Adult Actress Kylie Page Dies at 28 in Los Angeles

She was 28 years old, a recognizable name in the adult entertainment industry, and a social media fixture who had built a following far beyond the performances that first put her on the map. When Kylie Page was found dead in Los Angeles in late 2024, the reaction wasn’t just shock—it was grief that rippled through her fanbase, her colleagues, and an industry still grappling with what it means when one of its own is suddenly gone. The circumstances remain private. But the conversations her death ignited about mental health, isolation, and the lack of institutional support for performers? Those haven’t stopped.

[UPDATE: April 8, 2026 – 8:00 PM EST] — Industry organizations continue expanding mental health support programs for performers, a push that Kylie Page’s passing accelerated in the public consciousness. AVN Media Network, the adult entertainment industry’s leading trade publication, has documented the ongoing efforts to create better access to counseling services, healthcare, and peer support networks—resources advocates have been demanding for years. Colleagues who worked with Page have continued sharing memories of her professionalism and personality, painting a picture of someone who stood out in a competitive field not just for her work, but for the way she made people around her feel seen.

The adult entertainment industry has long been criticized for its lack of adequate support systems—minimal healthcare, limited institutional protection, and a social stigma that isolates performers even from each other. Page’s death became a catalyst for renewed conversations about exactly those gaps. XBIZ, another major industry outlet, has covered the sustained advocacy for better access to mental health resources, with supporters arguing that the stigma surrounding the profession only deepens the vulnerability of those working within it.

What set Kylie Page apart, according to those who knew her, wasn’t just her ability to build a personal brand beyond her performance work—it was the authenticity she brought to her social media presence. Fans described her as someone who genuinely connected with her audience, who engaged with her community in a way that felt personal rather than transactional. That connection didn’t disappear when the cameras stopped rolling. It followed her into the DMs, the comments, the everyday interactions that made her more than a name on a screen.

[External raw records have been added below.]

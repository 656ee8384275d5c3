//! Mutable record of parks, visitors and trips

use crate::date::DateField;
use crate::error::{Error, Result};
use crate::limits::ValidationError;
use crate::park::{Park, ParkId};
use crate::snapshot::RegistrySnapshot;
use crate::trip::{NewTrip, Trip, TripId};
use crate::visitor::{Visitor, VisitorId};

/// The state behind a registry.
///
/// Every change is validated and written in place, so the next query sees
/// it without any write-back step. Backends wrap a `Ledger` in whatever
/// synchronization they need.
#[derive(Debug, Default)]
pub struct Ledger {
    parks: Vec<Park>,
    visitors: Vec<Visitor>,
    trips: Vec<Trip>,
}

impl Ledger {
    pub fn new() -> Self {
        Self::default()
    }

    /// Ledger with room for `trips` trips
    pub fn with_capacity(trips: usize) -> Self {
        Self {
            trips: Vec::with_capacity(trips),
            ..Default::default()
        }
    }

    pub fn park(&self, id: &ParkId) -> Option<&Park> {
        self.parks.iter().find(|p| p.id() == id)
    }

    pub fn visitor(&self, id: &VisitorId) -> Option<&Visitor> {
        self.visitors.iter().find(|v| v.id() == id)
    }

    pub fn trip(&self, id: &TripId) -> Option<&Trip> {
        self.trips.iter().find(|t| t.id() == id)
    }

    /// Trips in creation order
    pub fn trips(&self) -> &[Trip] {
        &self.trips
    }

    /// Add a park; returns false if it was already present
    pub fn save_park(&mut self, park: &Park) -> bool {
        if self.park(park.id()).is_some() {
            return false;
        }
        self.parks.push(park.clone());
        true
    }

    /// Add a visitor; returns false if it was already present.
    ///
    /// An existing entry is left alone, so a stale copy cannot undo a rename.
    pub fn save_visitor(&mut self, visitor: &Visitor) -> bool {
        if self.visitor(visitor.id()).is_some() {
            return false;
        }
        self.visitors.push(visitor.clone());
        true
    }

    pub fn rename_visitor(&mut self, id: &VisitorId, name: String) -> Result<Visitor> {
        let visitor = self
            .visitors
            .iter_mut()
            .find(|v| v.id() == id)
            .ok_or(ValidationError::UnknownVisitor(*id))?;
        visitor.assign_name(name)?;
        Ok(visitor.clone())
    }

    /// Validate and append a trip.
    ///
    /// Order: visitor registered, park registered, start date, end date,
    /// then the `max_trips` cap. Nothing is appended on failure.
    pub fn create_trip(&mut self, new: &NewTrip, max_trips: Option<usize>) -> Result<Trip> {
        self.check_visitor(&new.visitor)?;
        self.check_park(&new.park)?;
        let trip = Trip::from_new(new)?;

        if let Some(max) = max_trips {
            if self.trips.len() >= max {
                return Err(Error::CapacityExceeded { max });
            }
        }

        self.trips.push(trip.clone());
        Ok(trip)
    }

    pub fn set_trip_visitor(&mut self, id: &TripId, visitor: &Visitor) -> Result<Trip> {
        self.check_visitor(visitor.id())?;
        let trip = self.trip_mut(id)?;
        trip.assign_visitor(visitor.id());
        Ok(trip.clone())
    }

    pub fn set_trip_park(&mut self, id: &TripId, park: &Park) -> Result<Trip> {
        self.check_park(park.id())?;
        let trip = self.trip_mut(id)?;
        trip.assign_park(park.id());
        Ok(trip.clone())
    }

    pub fn set_trip_date(&mut self, id: &TripId, field: DateField, value: &str) -> Result<Trip> {
        let trip = self.trip_mut(id)?;
        trip.assign_date(field, value)?;
        Ok(trip.clone())
    }

    /// Copy out the current state
    pub fn snapshot(&self) -> RegistrySnapshot {
        RegistrySnapshot::new()
            .with_parks(self.parks.clone())
            .with_visitors(self.visitors.clone())
            .with_trips(self.trips.clone())
    }

    fn check_visitor(&self, id: &VisitorId) -> Result<()> {
        match self.visitor(id) {
            Some(_) => Ok(()),
            None => Err(ValidationError::UnknownVisitor(*id).into()),
        }
    }

    fn check_park(&self, id: &ParkId) -> Result<()> {
        match self.park(id) {
            Some(_) => Ok(()),
            None => Err(ValidationError::UnknownPark(*id).into()),
        }
    }

    fn trip_mut(&mut self, id: &TripId) -> Result<&mut Trip> {
        self.trips
            .iter_mut()
            .find(|t| t.id() == id)
            .ok_or(Error::TripNotFound(*id))
    }
}
//! Trailbook Core - Parks, visitors and the trips that join them
//!
//! This crate provides the domain types, validation rules and the
//! registry trait whose provided methods answer every aggregate query.

pub mod date;
pub mod error;
pub mod ledger;
pub mod limits;
pub mod park;
pub mod registry;
pub mod snapshot;
pub mod trip;
pub mod visitor;

pub use date::{DateField, TripDate};
pub use error::{Error, Result};
pub use ledger::Ledger;
pub use limits::ValidationError;
pub use park::{Park, ParkId};
pub use registry::TripRegistry;
pub use snapshot::RegistrySnapshot;
pub use trip::{NewTrip, Trip, TripId};
pub use visitor::{Visitor, VisitorId};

Her passing at 28 underscores a brutal arithmetic in industries like this one: the younger a performer is, the more visible they often become, and the harder it can be to find your footing when the infrastructure around you wasn’t designed to catch you. The grief that followed her death wasn’t performative—it was real, from people who had followed her career, watched her evolve, and felt genuinely connected to someone they never met in person.

For all the industry’s flaws, the response to Page’s death revealed something genuine: colleagues who highlighted her professionalism, fans who shared their favorite moments, and a broader reckoning with what it means to care about someone in a space that often gets reduced to content. She was more than her career. Her death reminded people of that.